Background. Hereditary spherocytosis is the most common red blood cell membrane disorder and it is often associated with hemolytic crisis and premature cholelithiasis. Splenectomy is the only effective therapy for this disorder and often it is performed combined with cholecystectomy. Conventional surgery required a wide upper abdominal incision for the correct exposure of gallbladder and spleen. During last years both laparoscopic cholecystectomy and splenectomy have been safely performed worldwide.
Methods. Personal experience about 8 patients (2 male and 6 females with an average age of 13 years) undergone combined laparoscopic splenectomy and cholecystectomy for hereditary spherocytosis is reported. The patient was placed in supine position with a five-trocars technique.

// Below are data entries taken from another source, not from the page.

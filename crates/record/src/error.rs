//! Error types for the record engine
//!
//! Validation failures are not errors: `Record::validate` reports them as
//! per-attribute messages and the save methods answer `false`/`None`.
//! Everything in this module is a condition the caller has to handle.

use thiserror::Error;

use crate::events::EventError;

/// Result type alias for model operations
pub type ModelResult<T> = Result<T, ModelError>;

/// ORM error type alias
pub type OrmError = ModelError;

/// ORM result type alias
pub type OrmResult<T> = ModelResult<T>;

/// Error types for record, persistence and data-provider operations
#[derive(Debug, Clone, Error)]
pub enum ModelError {
    /// Storage driver or transport failure
    #[error("Storage error: {0}")]
    Storage(String),

    /// Table is not known to the schema catalog
    #[error("Schema error: {0}")]
    Schema(String),

    /// Attribute is not a column of the bound table
    #[error("Unknown attribute '{attribute}' for table '{table}'")]
    UnknownAttribute { table: String, attribute: String },

    /// Optimistic-lock conflict: the row changed or vanished since it was loaded
    #[error("The object being {operation} is outdated: {table}({key})")]
    StaleObject {
        table: String,
        key: String,
        operation: &'static str,
    },

    /// Record was deleted and can no longer be read from or written to storage
    #[error("Record of table '{0}' has been deleted and is inert")]
    InertRecord(String),

    /// Primary key is missing or invalid
    #[error("Primary key is missing or invalid for table '{0}'")]
    MissingPrimaryKey(String),

    /// Invalid sort, pagination, scenario or connection configuration
    #[error("Configuration error: {0}")]
    Configuration(String),

    /// Transaction could not be started or finished
    #[error("Transaction error: {0}")]
    Transaction(String),

    /// A lifecycle hook failed with something other than a cancellation
    #[error("Event error: {0}")]
    Event(String),

    /// Serialization/deserialization error
    #[error("Serialization error: {0}")]
    Serialization(String),

    /// Migration error
    #[error("Migration error: {0}")]
    Migration(String),

    /// Connection pool error
    #[error("Connection error: {0}")]
    Connection(String),
}

impl ModelError {
    /// Whether this error reports an optimistic-lock conflict
    pub fn is_stale_object(&self) -> bool {
        matches!(self, ModelError::StaleObject { .. })
    }

    pub(crate) fn unknown_attribute(table: &str, attribute: &str) -> Self {
        ModelError::UnknownAttribute {
            table: table.to_string(),
            attribute: attribute.to_string(),
        }
    }
}

// Convert from sqlx errors
impl From<sqlx::Error> for ModelError {
    fn from(err: sqlx::Error) -> Self {
        ModelError::Storage(err.to_string())
    }
}

// Convert from serde_json errors
impl From<serde_json::Error> for ModelError {
    fn from(err: serde_json::Error) -> Self {
        ModelError::Serialization(err.to_string())
    }
}

impl From<EventError> for ModelError {
    fn from(err: EventError) -> Self {
        ModelError::Event(err.to_string())
    }
}

#[cfg(test)]
mod tests {
    use super::*;

    #[test]
    fn test_stale_object_message() {
        let err = ModelError::StaleObject {
            table: "user_info".to_string(),
            key: "7".to_string(),
            operation: "updated",
        };

        assert!(err.is_stale_object());
        assert_eq!(
            err.to_string(),
            "The object being updated is outdated: user_info(7)"
        );
    }

    #[test]
    fn test_unknown_attribute_message() {
        let err = ModelError::unknown_attribute("user_info", "nickname");
        assert!(!err.is_stale_object());
        assert_eq!(
            err.to_string(),
            "Unknown attribute 'nickname' for table 'user_info'"
        );
    }

    #[test]
    fn test_event_error_conversion() {
        let err: ModelError = EventError::observer("mailer offline").into();
        match err {
            ModelError::Event(msg) => assert!(msg.contains("mailer offline")),
            _ => panic!("Expected event error"),
        }
    }
}
/// Current lock version and the version to write
fn lock_versions(record: &Record, lock: &str) -> OrmResult<(Value, Value)> {
    let current = match record.schema().get_column(lock) {
        Some(column) => column.typecast(record.get_attribute(lock)),
        None => record.get_attribute(lock).clone(),
    };
    let next = match &current {
        Value::Null => Value::Integer(1),
        Value::Integer(version) => Value::Integer(version + 1),
        other => {
            return Err(ModelError::Configuration(format!(
                "Optimistic lock column '{}' of table '{}' holds a {} instead of an integer",
                lock,
                record.table(),
                other.type_name()
            )))
        }
    };
    Ok((current, next))
}

fn lock_condition(lock: &str, current: Value) -> Condition {
    if current.is_null() {
        Condition::is_null(lock)
    } else {
        Condition::eq(lock, current)
    }
}
//! Schema catalog with per-connection caching
//!
//! The catalog loads table metadata from the storage and caches it until
//! told otherwise. Anything that changes table structure (the migrator,
//! or a caller issuing DDL directly) must call [`SchemaCatalog::refresh`]
//! or [`SchemaCatalog::refresh_table`] before records are used again.

use std::sync::Arc;

use dashmap::DashMap;

use super::table::{ColumnSchema, TableSchema};
use crate::error::{ModelError, OrmResult};
use crate::storage::Storage;

pub struct SchemaCatalog {
    storage: Arc<dyn Storage>,
    cache: DashMap<String, Arc<TableSchema>>,
    cache_enabled: bool,
}

impl SchemaCatalog {
    pub fn new(storage: Arc<dyn Storage>, cache_enabled: bool) -> Self {
        Self {
            storage,
            cache: DashMap::new(),
            cache_enabled,
        }
    }

    /// Metadata for `table`, or `ModelError::Schema` when the table is unknown
    pub async fn table(&self, table: &str) -> OrmResult<Arc<TableSchema>> {
        if self.cache_enabled {
            if let Some(schema) = self.cache.get(table) {
                return Ok(Arc::clone(schema.value()));
            }
        }

        tracing::debug!("Loading schema for table '{}'", table);
        let schema = self
            .storage
            .load_table_schema(table)
            .await?
            .map(Arc::new)
            .ok_or_else(|| ModelError::Schema(format!("The table does not exist: {}", table)))?;

        if self.cache_enabled {
            self.cache.insert(table.to_string(), Arc::clone(&schema));
        }
        Ok(schema)
    }

    /// Ordered column metadata
    pub async fn columns(&self, table: &str) -> OrmResult<Vec<ColumnSchema>> {
        Ok(self.table(table).await?.columns.clone())
    }

    /// Ordered primary-key column names
    pub async fn primary_key(&self, table: &str) -> OrmResult<Vec<String>> {
        Ok(self.table(table).await?.primary_key.clone())
    }

    /// Drop every cached table
    pub fn refresh(&self) {
        tracing::debug!("Schema cache cleared ({} tables)", self.cache.len());
        self.cache.clear();
    }

    /// Drop one cached table
    pub fn refresh_table(&self, table: &str) {
        self.cache.remove(table);
    }

    pub fn is_cached(&self, table: &str) -> bool {
        self.cache.contains_key(table)
    }
}

impl std::fmt::Debug for SchemaCatalog {
    fn fmt(&self, f: &mut std::fmt::Formatter<'_>) -> std::fmt::Result {
        f.debug_struct("SchemaCatalog")
            .field("cached_tables", &self.cache.len())
            .field("cache_enabled", &self.cache_enabled)
            .finish()
    }
}
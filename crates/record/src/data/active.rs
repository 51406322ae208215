//! Provider over a record query

use async_trait::async_trait;

use super::provider::{DataProvider, KeySelector, ProviderState};
use super::sort::Sort;
use crate::connection::Connection;
use crate::error::OrmResult;
use crate::model::{Key, Record};
use crate::persistence::{ActiveQuery, Persister};

/// Pages and sorts the results of an [`ActiveQuery`] in storage.
///
/// Nothing is selected when the table is empty or the page starts past
/// the last row.
///
/// Keys are the primary key of each record unless a [`KeySelector`] is
/// configured, and the position on the page when the table has no
/// primary key.
#[derive(Debug)]
pub struct ActiveDataProvider {
    persister: Persister,
    query: ActiveQuery,
    state: ProviderState<Record>,
}

impl ActiveDataProvider {
    pub fn new(connection: Connection, query: ActiveQuery) -> Self {
        Self {
            persister: Persister::new(connection),
            query,
            state: ProviderState::default(),
        }
    }

    pub fn with_key(mut self, key: KeySelector<Record>) -> Self {
        self.state.key = Some(key);
        self
    }

    pub fn query(&self) -> &ActiveQuery {
        &self.query
    }
}

#[async_trait]
impl DataProvider for ActiveDataProvider {
    type Item = Record;

    fn state(&self) -> &ProviderState<Record> {
        &self.state
    }

    fn state_mut(&mut self) -> &mut ProviderState<Record> {
        &mut self.state
    }

    async fn prepare_models(&mut self) -> OrmResult<Vec<Record>> {
        let mut query = self.query.clone();

        if self.state.pagination.is_some() {
            let total = self.total_count().await?;
            if let Some(pagination) = self.state.pagination.as_mut() {
                pagination.set_total_count(total);
                if total == 0 || (pagination.is_paged() && pagination.offset() >= total) {
                    return Ok(Vec::new());
                }
                if let Some(limit) = pagination.limit() {
                    query = query.limit(limit).offset(pagination.offset());
                }
            }
        }

        if let Some(sort) = &self.state.sort {
            for (column, direction) in sort.orders() {
                query = query.add_order_by(&column, direction);
            }
        }

        self.persister.find_all(&query).await
    }

    fn prepare_keys(&self, models: &[Record]) -> Vec<Key> {
        if let Some(selector) = &self.state.key {
            return models.iter().map(|m| selector.key_of(m)).collect();
        }
        models
            .iter()
            .enumerate()
            .map(|(i, model)| {
                if model.schema().primary_key.is_empty() {
                    Key::Index(i)
                } else {
                    model.primary_key()
                }
            })
            .collect()
    }

    async fn prepare_total_count(&mut self) -> OrmResult<u64> {
        self.persister.count(&self.query).await
    }

    /// An empty whitelist is filled with the table's columns
    async fn set_sort(&mut self, sort: Option<Sort>) -> OrmResult<()> {
        let sort = match sort {
            Some(mut sort) => {
                if sort.attributes().is_empty() {
                    let schema = self
                        .persister
                        .connection()
                        .table_schema(self.query.definition().table())
                        .await?;
                    sort.populate_attributes(&schema.column_names())?;
                }
                Some(sort)
            }
            None => None,
        };
        self.state.sort = sort;
        Ok(())
    }
}
//! Core validation traits

use std::fmt;
use std::sync::Arc;

use async_trait::async_trait;

use super::error::ValidationError;
use crate::value::Value;

/// Core validation trait that all validators must implement
#[async_trait]
pub trait ValidationRule: Send + Sync {
    /// Validate one attribute value. `label` is the human-readable attribute
    /// name used in messages.
    async fn validate(&self, value: &Value, field: &str, label: &str) -> Result<(), ValidationError>;

    /// Get the validation rule name/type
    fn rule_name(&self) -> &'static str;

    /// Whether empty values (null, blank strings) bypass the rule
    fn skip_on_empty(&self) -> bool {
        true
    }
}

/// A validator bound to the attributes it checks
#[derive(Clone)]
pub struct AttributeRule {
    pub attributes: Vec<String>,
    pub validator: Arc<dyn ValidationRule>,
}

impl AttributeRule {
    pub fn new<V>(attributes: &[&str], validator: V) -> Self
    where
        V: ValidationRule + 'static,
    {
        Self {
            attributes: attributes.iter().map(|a| a.to_string()).collect(),
            validator: Arc::new(validator),
        }
    }

    pub fn applies_to(&self, attribute: &str) -> bool {
        self.attributes.iter().any(|a| a == attribute)
    }
}

impl fmt::Debug for AttributeRule {
    fn fmt(&self, f: &mut fmt::Formatter<'_>) -> fmt::Result {
        f.debug_struct("AttributeRule")
            .field("attributes", &self.attributes)
            .field("rule", &self.validator.rule_name())
            .finish()
    }
}
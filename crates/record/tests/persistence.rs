mod common;

use std::collections::BTreeMap;
use std::sync::Arc;

use async_trait::async_trait;
use elif_record::storage::StatementKind;
use elif_record::{
    row, ColumnSchema, ColumnType, Condition, Connection, EventError, Key, MemoryStorage,
    ModelDefinition, ModelError, Persister, Record, RecordObserver, TableSchema, Value,
};

use common::{fixture, new_user, user_info};

#[tokio::test]
async fn insert_assigns_generated_key_and_lock_version() {
    let fx = fixture();
    let mut record = new_user(&fx, "Ann", "5550100").await;
    assert!(record.is_new_record());

    assert!(fx.persister.insert(&mut record, true, None).await.unwrap());
    assert!(!record.is_new_record());
    assert_eq!(record.get_attribute("id"), &Value::Integer(1));
    assert_eq!(record.get_attribute("version"), &Value::Integer(0));
    assert!(record.dirty_attributes(None).is_empty());
}

#[tokio::test]
async fn insert_then_find_by_pk_round_trips() {
    let fx = fixture();
    let mut record = new_user(&fx, "Ann", "5550100").await;
    record
        .set_attribute("birthday", Value::from("1990-04-02"))
        .unwrap();
    fx.persister.insert(&mut record, false, None).await.unwrap();

    let found = fx
        .persister
        .find_by_pk(&user_info(), record.primary_key())
        .await
        .unwrap()
        .expect("inserted row");

    for (name, value) in record.values() {
        if name == "birthday" {
            continue;
        }
        assert_eq!(found.get_attribute(name), value, "attribute {}", name);
    }
    // storage default and typecast on load
    assert_eq!(found.get_attribute("type"), &Value::Integer(2));
    assert!(matches!(found.get_attribute("birthday"), Value::Date(_)));
    assert!(found.equals(&record));
}

#[tokio::test]
async fn insert_with_failed_validation_touches_no_storage() {
    let fx = fixture();
    let mut record = fx.connection.instantiate(&user_info()).await.unwrap();
    record.set_attribute("name", "Ann").unwrap();
    fx.storage.clear_journal();

    assert!(!fx.persister.insert(&mut record, true, None).await.unwrap());
    assert_eq!(fx.storage.statement_count(), 0);
    assert_eq!(record.errors().first("phone"), Some("Phone is required"));
    assert!(record.is_new_record());
}

#[tokio::test]
async fn insert_rejects_existing_record() {
    let fx = fixture();
    let mut record = new_user(&fx, "Ann", "5550100").await;
    fx.persister.insert(&mut record, true, None).await.unwrap();

    let result = fx.persister.insert(&mut record, true, None).await;
    assert!(matches!(result, Err(ModelError::Configuration(_))));
}

#[tokio::test]
async fn update_writes_only_dirty_attributes_and_bumps_version() {
    let fx = fixture();
    let mut record = new_user(&fx, "Ann", "5550100").await;
    fx.persister.insert(&mut record, true, None).await.unwrap();

    let mut loaded = fx.persister.find_by_pk(&user_info(), 1).await.unwrap().unwrap();
    assert!(loaded.dirty_attributes(None).is_empty());

    loaded.set_attribute("name", "Anna").unwrap();
    assert_eq!(loaded.dirty_attributes(None).len(), 1);

    assert_eq!(fx.persister.update(&mut loaded, true, None).await.unwrap(), Some(1));
    assert_eq!(loaded.get_attribute("version"), &Value::Integer(1));
    assert_eq!(loaded.old_attribute("name"), Some(&Value::from("Anna")));
    assert!(loaded.dirty_attributes(None).is_empty());

    let stored = fx.storage.rows("user_info");
    assert_eq!(stored[0].get("name"), Some(&Value::from("Anna")));
    assert_eq!(stored[0].get("version"), Some(&Value::Integer(1)));
}

#[tokio::test]
async fn update_without_changes_is_a_benign_no_op() {
    let fx = fixture();
    let mut record = new_user(&fx, "Ann", "5550100").await;
    fx.persister.insert(&mut record, true, None).await.unwrap();
    fx.storage.clear_journal();

    assert_eq!(fx.persister.update(&mut record, true, None).await.unwrap(), Some(0));
    assert_eq!(fx.storage.count_statements(StatementKind::Update), 0);
}

#[tokio::test]
async fn update_with_validation_error_answers_none() {
    let fx = fixture();
    let mut record = new_user(&fx, "Ann", "5550100").await;
    fx.persister.insert(&mut record, true, None).await.unwrap();

    record.set_attribute("type", 7).unwrap();
    assert_eq!(fx.persister.update(&mut record, true, None).await.unwrap(), None);
    assert!(record.errors().has_field_errors("type"));
    assert!(fx.persister.save(&mut record, false, None).await.unwrap());
}

#[tokio::test]
async fn stale_update_fails_and_rolls_back() {
    let fx = fixture();
    let mut record = new_user(&fx, "Ann", "5550100").await;
    fx.persister.insert(&mut record, true, None).await.unwrap();

    let mut first = fx.persister.find_by_pk(&user_info(), 1).await.unwrap().unwrap();
    let mut second = fx.persister.find_by_pk(&user_info(), 1).await.unwrap().unwrap();

    first.set_attribute("name", "First").unwrap();
    assert_eq!(fx.persister.update(&mut first, true, None).await.unwrap(), Some(1));

    second.set_attribute("name", "Second").unwrap();
    fx.storage.clear_journal();
    let err = fx.persister.update(&mut second, true, None).await.unwrap_err();
    assert!(err.is_stale_object());
    assert_eq!(err.to_string(), "The object being updated is outdated: user_info(1)");

    assert_eq!(fx.storage.count_statements(StatementKind::Rollback), 1);
    assert_eq!(fx.storage.count_statements(StatementKind::Commit), 0);
    assert_eq!(second.get_attribute("version"), &Value::Integer(0));
    assert_eq!(second.old_attribute("name"), Some(&Value::from("Ann")));
    assert_eq!(fx.storage.rows("user_info")[0].get("name"), Some(&Value::from("First")));
}

#[tokio::test]
async fn delete_makes_the_record_inert() {
    let fx = fixture();
    let mut record = new_user(&fx, "Ann", "5550100").await;
    fx.persister.insert(&mut record, true, None).await.unwrap();

    assert_eq!(fx.persister.delete(&mut record).await.unwrap(), Some(1));
    assert!(record.is_deleted());
    assert!(!record.is_new_record());
    assert!(fx.storage.rows("user_info").is_empty());

    let result = fx.persister.save(&mut record, true, None).await;
    assert!(matches!(result, Err(ModelError::InertRecord(_))));
    let result = fx.persister.delete(&mut record).await;
    assert!(matches!(result, Err(ModelError::InertRecord(_))));
}

#[tokio::test]
async fn stale_delete_keeps_the_row() {
    let fx = fixture();
    let mut record = new_user(&fx, "Ann", "5550100").await;
    fx.persister.insert(&mut record, true, None).await.unwrap();

    let mut other = fx.persister.find_by_pk(&user_info(), 1).await.unwrap().unwrap();
    other.set_attribute("phone", "5550199").unwrap();
    fx.persister.update(&mut other, true, None).await.unwrap();

    let err = fx.persister.delete(&mut record).await.unwrap_err();
    assert!(matches!(err, ModelError::StaleObject { operation: "deleted", .. }));
    assert!(!record.is_deleted());
    assert_eq!(fx.storage.rows("user_info").len(), 1);
}

#[tokio::test]
async fn delete_without_lock_column_reports_zero_rows() {
    let storage = MemoryStorage::new();
    storage.create_table(
        TableSchema::new("tag")
            .column(ColumnSchema::primary_key("id"))
            .column(ColumnSchema::new("name", ColumnType::String)),
    );
    let persister = Persister::new(Connection::new(Arc::new(storage.clone())));
    let definition = ModelDefinition::new("tag").build();

    let mut record = persister.connection().instantiate(&definition).await.unwrap();
    record.set_attribute("name", "rust").unwrap();
    persister.insert(&mut record, false, None).await.unwrap();

    persister.delete_all("tag", &Condition::All).await.unwrap();
    assert_eq!(persister.delete(&mut record).await.unwrap(), Some(0));
}

struct Blacklist;

#[async_trait]
impl RecordObserver for Blacklist {
    async fn saving(&self, record: &mut Record) -> Result<(), EventError> {
        if record.get_attribute("phone").as_str() == Some("5550666") {
            return Err(EventError::validation("phone", "Phone is blacklisted"));
        }
        Ok(())
    }
}

struct FailingAudit;

#[async_trait]
impl RecordObserver for FailingAudit {
    async fn created(&self, _record: &Record) -> Result<(), EventError> {
        Err(EventError::observer("audit log unavailable"))
    }
}

#[tokio::test]
async fn observer_cancellation_declines_and_rolls_back() {
    let fx = fixture();
    let definition = ModelDefinition::new("user_info")
        .transactional(elif_record::DEFAULT_SCENARIO, elif_record::Operations::INSERT)
        .observer(Blacklist)
        .build();
    let mut record = fx.connection.instantiate(&definition).await.unwrap();
    record.set_attributes([("name", "Eve"), ("phone", "5550666")], false).unwrap();

    fx.storage.clear_journal();
    assert!(!fx.persister.insert(&mut record, true, None).await.unwrap());
    assert_eq!(record.errors().first("phone"), Some("Phone is blacklisted"));
    assert_eq!(fx.storage.count_statements(StatementKind::Insert), 0);
    assert_eq!(fx.storage.count_statements(StatementKind::Rollback), 1);
}

#[tokio::test]
async fn after_hook_failure_rolls_back_and_restores_the_record() {
    let fx = fixture();
    let definition = ModelDefinition::new("user_info")
        .transactional(elif_record::DEFAULT_SCENARIO, elif_record::Operations::INSERT)
        .observer(FailingAudit)
        .build();
    let mut record = fx.connection.instantiate(&definition).await.unwrap();
    record.set_attributes([("name", "Ann"), ("phone", "5550100")], false).unwrap();

    let result = fx.persister.insert(&mut record, false, None).await;
    assert!(matches!(result, Err(ModelError::Event(_))));
    assert!(record.is_new_record());
    assert!(record.get_attribute("id").is_null());
    assert!(fx.storage.rows("user_info").is_empty());
}

#[tokio::test]
async fn storage_failure_inside_transaction_propagates() {
    let fx = fixture();
    let mut record = new_user(&fx, "Ann", "5550100").await;
    fx.storage.fail_next(StatementKind::Insert, "connection reset");

    let result = fx.persister.insert(&mut record, true, None).await;
    assert!(matches!(result, Err(ModelError::Storage(_))));
    assert!(record.is_new_record());
    assert_eq!(fx.storage.count_statements(StatementKind::Rollback), 1);
}

#[tokio::test]
async fn bulk_operations_bypass_hooks() {
    let fx = fixture();
    common::seed_ids(&fx, &[1, 2, 3]).await;

    let updated = fx
        .persister
        .update_all("user_info", &row([("type", 3)]), &Condition::gt("id", 1))
        .await
        .unwrap();
    assert_eq!(updated, 2);

    let mut counters = BTreeMap::new();
    counters.insert("version".to_string(), 5);
    let bumped = fx
        .persister
        .update_all_counters("user_info", &counters, &Condition::eq("id", 2))
        .await
        .unwrap();
    assert_eq!(bumped, 1);

    let mut record = fx.persister.find_by_pk(&user_info(), 2).await.unwrap().unwrap();
    assert_eq!(record.get_attribute("type"), &Value::Integer(3));
    assert_eq!(record.get_attribute("version"), &Value::Integer(5));

    fx.persister
        .update_all("user_info", &row([("name", "Renamed")]), &Condition::eq("id", 2))
        .await
        .unwrap();
    assert!(fx.persister.refresh(&mut record).await.unwrap());
    assert_eq!(record.get_attribute("name"), &Value::from("Renamed"));

    let deleted = fx
        .persister
        .delete_all("user_info", &Condition::is_in("id", [1, 3]))
        .await
        .unwrap();
    assert_eq!(deleted, 2);
    let query = fx.persister.find(&user_info());
    assert_eq!(fx.persister.count(&query).await.unwrap(), 1);
}

#[tokio::test]
async fn refresh_of_vanished_row() {
    let fx = fixture();
    let mut record = new_user(&fx, "Ann", "5550100").await;
    fx.persister.insert(&mut record, true, None).await.unwrap();
    fx.persister.delete_all("user_info", &Condition::All).await.unwrap();
    assert!(!fx.persister.refresh(&mut record).await.unwrap());
}

#[tokio::test]
async fn composite_primary_keys() {
    let storage = MemoryStorage::new();
    storage.create_table(
        TableSchema::new("order_item")
            .column(ColumnSchema::new("order_id", ColumnType::Integer).key())
            .column(ColumnSchema::new("item_id", ColumnType::Integer).key())
            .column(ColumnSchema::new("quantity", ColumnType::Integer)),
    );
    let persister = Persister::new(Connection::new(Arc::new(storage)));
    let definition = ModelDefinition::new("order_item").build();

    let mut record = persister.connection().instantiate(&definition).await.unwrap();
    record
        .set_attributes([("order_id", 1), ("item_id", 2), ("quantity", 5)], false)
        .unwrap();
    assert!(persister.insert(&mut record, true, None).await.unwrap());

    let key = Key::Composite(vec![
        ("order_id".to_string(), Value::Integer(1)),
        ("item_id".to_string(), Value::Integer(2)),
    ]);
    assert_eq!(record.old_primary_key().unwrap(), key);

    let found = persister.find_by_pk(&definition, key).await.unwrap().unwrap();
    assert_eq!(found.get_attribute("quantity"), &Value::Integer(5));

    let wrong_shape = persister.find_by_pk(&definition, 1).await;
    assert!(matches!(wrong_shape, Err(ModelError::MissingPrimaryKey(_))));
}

#[tokio::test]
async fn find_with_filters_and_order() {
    let fx = fixture();
    common::seed_ids(&fx, &[1, 2, 3, 4]).await;

    let query = fx
        .persister
        .find(&user_info())
        .filter(Condition::lte("id", 3))
        .order_by_desc("id");
    let ids: Vec<Value> = fx
        .persister
        .find_all(&query)
        .await
        .unwrap()
        .iter()
        .map(|r| r.get_attribute("id").clone())
        .collect();
    assert_eq!(ids, vec![Value::Integer(3), Value::Integer(2), Value::Integer(1)]);

    let first = fx.persister.find_one(&query).await.unwrap().unwrap();
    assert_eq!(first.primary_key(), Key::from(3));
}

Cholecystectomy was performed first, then splenectomy was achieved and the spleen removed by morcelation in a retrieval bag (6 cases) or via a 4-5 cm left subcostal incision (2 cases).
Results. No one patient required conversion to open technique or blood transfusion, with mean blood loss of 170 ml, mean operative time of 195 minutes and mean spleen size of 14.5 cm. Median postoperative hospital stay was 3.5 days. No perioperative mortality or major complications occurred in our series. After a median follow-up of 18 months all the patients show sharp hematological tests improvement.
Conclusions. Despite of low number of cases, combined laparoscopic approach may be considered safe and effective for the treatment of hereditary spherocytosis.